# EXTRACTED ENTRIES
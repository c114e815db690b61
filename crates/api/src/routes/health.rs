use axum::extract::State;
use axum::{routing::get, Json, Router};
use serde::Serialize;

use crate::state::AppState;

/// Health check response payload.
#[derive(Serialize)]
pub struct HealthResponse {
    /// Overall service status.
    pub status: &'static str,
    /// Crate version from Cargo.toml.
    pub version: &'static str,
    /// Whether the patient store is reachable.
    pub db_healthy: bool,
}

/// GET /health -- returns service and database health.
async fn health_check(State(state): State<AppState>) -> Json<HealthResponse> {
    let db_healthy = match state.store.ping().await {
        Ok(()) => true,
        Err(err) => {
            tracing::warn!(error = %err, "Health check: store unreachable");
            false
        }
    };

    let status = if db_healthy { "ok" } else { "degraded" };

    Json(HealthResponse {
        status,
        version: env!("CARGO_PKG_VERSION"),
        db_healthy,
    })
}

/// Mount health check routes.
pub fn router() -> Router<AppState> {
    Router::new().route("/health", get(health_check))
}
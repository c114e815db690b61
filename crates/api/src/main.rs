use std::net::SocketAddr;
use std::sync::Arc;

use patient_register_db::{PatientStore, UnavailableStore};
use tracing_subscriber::{layer::SubscriberExt, util::SubscriberInitExt};

use patient_register_api::config::ServerConfig;
use patient_register_api::router::build_app_router;
use patient_register_api::state::AppState;

#[tokio::main]
async fn main() {
    dotenvy::dotenv().ok();

    // --- Configuration ---
    let config = ServerConfig::from_env();

    // --- Tracing ---
    let filter = tracing_subscriber::EnvFilter::try_from_default_env().unwrap_or_else(|_| {
        "patient_register_api=debug,patient_register_db=debug,tower_http=debug".into()
    });
    if config.json_logs {
        tracing_subscriber::registry()
            .with(filter)
            .with(tracing_subscriber::fmt::layer().json())
            .init();
    } else {
        tracing_subscriber::registry()
            .with(filter)
            .with(tracing_subscriber::fmt::layer())
            .init();
    }

    tracing::info!(
        host = %config.host,
        port = %config.port,
        database_url = %config.database_url,
        "Loaded server configuration"
    );

    // --- Database ---
    // A store that cannot be opened does not stop the server: the failure is
    // logged and every request reports storage as unavailable.
    let store: Arc<dyn PatientStore> =
        match patient_register_db::connect(config.database_url.as_str()).await {
            Ok(store) => store,
            Err(err) => {
                tracing::error!(
                    error = %err,
                    "Failed to open patient store; serving in unavailable mode"
                );
                Arc::new(UnavailableStore::new(err.to_string()))
            }
        };

    // --- Router ---
    let app = build_app_router(AppState::new(store), &config);

    // --- Start server ---
    let addr = SocketAddr::new(
        config.host.parse().expect("Invalid HOST address"),
        config.port,
    );
    tracing::info!(%addr, "Starting server");

    let listener = tokio::net::TcpListener::bind(addr)
        .await
        .expect("Failed to bind to address");

    axum::serve(listener, app)
        .with_graceful_shutdown(shutdown_signal())
        .await
        .expect("Server error");

    tracing::info!("Graceful shutdown complete");
}

/// Wait for a termination signal to initiate graceful shutdown.
///
/// Handles both SIGINT (Ctrl-C) and SIGTERM (on Unix).
async fn shutdown_signal() {
    let ctrl_c = async {
        tokio::signal::ctrl_c()
            .await
            .expect("Failed to install Ctrl-C handler");
    };

    #[cfg(unix)]
    let terminate = async {
        tokio::signal::unix::signal(tokio::signal::unix::SignalKind::terminate())
            .expect("Failed to install SIGTERM handler")
            .recv()
            .await;
    };

    #[cfg(not(unix))]
    let terminate = std::future::pending::<()>();

    tokio::select! {
        () = ctrl_c => {
            tracing::info!("Received SIGINT (Ctrl-C), starting graceful shutdown");
        }
        () = terminate => {
            tracing::info!("Received SIGTERM, starting graceful shutdown");
        }
    }
}
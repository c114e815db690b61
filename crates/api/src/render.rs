//! Server-rendered HTML pages.
//!
//! Every piece of user-supplied text goes through [`escape_html`] before it
//! is interpolated.

use patient_register_core::flash::Flash;
use patient_register_core::patient::{MAX_AGE, MIN_AGE, NAME_MAX_LEN, PROBLEM_MAX_LEN};
use patient_register_db::models::patient::Patient;

const STYLE: &str = "\
body{font-family:system-ui,sans-serif;max-width:960px;margin:2rem auto;padding:0 1rem;color:#1f2933}\
h1{font-size:1.6rem}\
form.add{display:grid;grid-template-columns:repeat(2,1fr);gap:.75rem;margin-bottom:2rem}\
form.add label{display:flex;flex-direction:column;font-size:.9rem}\
form.add .wide{grid-column:span 2}\
input,select,textarea{padding:.4rem;font:inherit}\
.flash{padding:.6rem 1rem;border-radius:4px;margin:.5rem 0}\
.flash.success{background:#e3f9e5;color:#05400a}\
.flash.error{background:#ffe3e3;color:#610404}\
table{width:100%;border-collapse:collapse}\
th,td{text-align:left;padding:.5rem;border-bottom:1px solid #d9e2ec}\
td form{margin:0}\
.empty{color:#7b8794}";

/// Escape text for safe inclusion in HTML element content and attribute values.
pub fn escape_html(input: &str) -> String {
    let mut out = String::with_capacity(input.len());
    for c in input.chars() {
        match c {
            '&' => out.push_str("&amp;"),
            '<' => out.push_str("&lt;"),
            '>' => out.push_str("&gt;"),
            '"' => out.push_str("&quot;"),
            '\'' => out.push_str("&#x27;"),
            _ => out.push(c),
        }
    }
    out
}

/// The listing page: pending messages, the add form, and every record in
/// the order given.
pub fn render_index(patients: &[Patient], flashes: &[Flash]) -> String {
    let mut body = String::new();

    body.push_str("<h1>Hospital Patient Register</h1>\n");
    push_flashes(&mut body, flashes);
    push_form(&mut body);

    body.push_str(&format!("<h2>Patients ({})</h2>\n", patients.len()));
    if patients.is_empty() {
        body.push_str("<p class=\"empty\">No patients recorded yet.</p>\n");
    } else {
        push_table(&mut body, patients);
    }

    page("Hospital Patient Register", &body)
}

/// Generic failure page shown when a request could not be completed.
pub fn render_error_page(message: &str) -> String {
    let body = format!(
        "<h1>Something went wrong</h1>\n\
         <div class=\"flash error\">{}</div>\n\
         <p><a href=\"/\">Back to the patient list</a></p>\n",
        escape_html(message)
    );
    page("Error", &body)
}

fn page(title: &str, body: &str) -> String {
    format!(
        "<!DOCTYPE html>\n\
         <html lang=\"en\">\n\
         <head>\n\
         <meta charset=\"utf-8\">\n\
         <meta name=\"viewport\" content=\"width=device-width, initial-scale=1\">\n\
         <title>{}</title>\n\
         <style>{STYLE}</style>\n\
         </head>\n\
         <body>\n{body}</body>\n\
         </html>\n",
        escape_html(title)
    )
}

fn push_flashes(out: &mut String, flashes: &[Flash]) {
    for flash in flashes {
        out.push_str(&format!(
            "<div class=\"flash {}\">{}</div>\n",
            flash.level.as_str(),
            escape_html(&flash.message)
        ));
    }
}

fn push_form(out: &mut String) {
    out.push_str(&format!(
        "<form class=\"add\" method=\"post\" action=\"/\">\n\
         <label>Name<input name=\"name\" required maxlength=\"{NAME_MAX_LEN}\"></label>\n\
         <label>Age<input name=\"age\" type=\"number\" required min=\"{MIN_AGE}\" max=\"{MAX_AGE}\"></label>\n\
         <label>Gender<select name=\"gender\">\n\
         <option value=\"\">—</option>\n\
         <option>Male</option>\n\
         <option>Female</option>\n\
         <option>Other</option>\n\
         </select></label>\n\
         <label class=\"wide\">Health issue<textarea name=\"problem\" required maxlength=\"{PROBLEM_MAX_LEN}\" rows=\"3\"></textarea></label>\n\
         <button class=\"wide\" type=\"submit\">Add patient</button>\n\
         </form>\n"
    ));
}

fn push_table(out: &mut String, patients: &[Patient]) {
    out.push_str(
        "<table>\n<thead><tr><th>ID</th><th>Name</th><th>Age</th><th>Gender</th>\
         <th>Health issue</th><th>Added</th><th></th></tr></thead>\n<tbody>\n",
    );
    for p in patients {
        out.push_str(&format!(
            "<tr><td>{id}</td><td>{name}</td><td>{age}</td><td>{gender}</td><td>{problem}</td>\
             <td>{added}</td>\
             <td><form method=\"post\" action=\"/delete/{id}\">\
             <button type=\"submit\">Delete</button></form></td></tr>\n",
            id = p.id,
            name = escape_html(&p.name),
            age = p.age,
            gender = escape_html(&p.gender),
            problem = escape_html(&p.problem),
            added = p.created_at.format("%Y-%m-%d %H:%M"),
        ));
    }
    out.push_str("</tbody>\n</table>\n");
}
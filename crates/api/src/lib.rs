//! Patient register HTTP server library.
//!
//! Exposes config, state, error handling, routes and rendering so the
//! integration tests and the binary entrypoint share one router.

pub mod config;
pub mod error;
pub mod flash;
pub mod handlers;
pub mod render;
pub mod router;
pub mod routes;
pub mod state;
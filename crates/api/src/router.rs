//! Shared application router builder.
//!
//! Provides [`build_app_router`] so both the production binary (`main.rs`)
//! and integration tests (`tests/common/mod.rs`) use the exact same
//! middleware stack.

use std::time::Duration;

use axum::http::{HeaderName, StatusCode};
use axum::Router;
use tower_http::catch_panic::CatchPanicLayer;
use tower_http::request_id::{MakeRequestUuid, PropagateRequestIdLayer, SetRequestIdLayer};
use tower_http::timeout::TimeoutLayer;
use tower_http::trace::{DefaultMakeSpan, DefaultOnResponse, TraceLayer};
use tracing::Level;

use crate::config::ServerConfig;
use crate::routes;
use crate::state::AppState;

/// Build the full application [`Router`] with all middleware layers.
///
/// The middleware stack is applied bottom-up:
///
/// 1. Set request ID on incoming requests
/// 2. Structured request/response tracing
/// 3. Propagate request ID to response
/// 4. Request timeout
/// 5. Panic recovery (catch panics, return 500)
pub fn build_app_router(state: AppState, config: &ServerConfig) -> Router {
    let request_id_header = HeaderName::from_static("x-request-id");

    Router::new()
        .merge(routes::patients::router())
        .merge(routes::health::router())
        // -- Middleware stack (applied bottom-up) --
        .layer(CatchPanicLayer::new())
        .layer(TimeoutLayer::with_status_code(
            StatusCode::REQUEST_TIMEOUT,
            Duration::from_secs(config.request_timeout_secs),
        ))
        .layer(PropagateRequestIdLayer::new(request_id_header.clone()))
        .layer(
            TraceLayer::new_for_http()
                .make_span_with(DefaultMakeSpan::new().level(Level::INFO))
                .on_response(DefaultOnResponse::new().level(Level::INFO)),
        )
        .layer(SetRequestIdLayer::new(request_id_header, MakeRequestUuid))
        .with_state(state)
}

# WHAT YOU ARE ASKED TO DO
Scan the material above. Extract every line in which the word "SetRequestIdLayer" occurs.

# RESULT BELOW
use tower_http::request_id::{MakeRequestUuid, PropagateRequestIdLayer, SetRequestIdLayer};
        .layer(SetRequestIdLayer::new(request_id_header, MakeRequestUuid))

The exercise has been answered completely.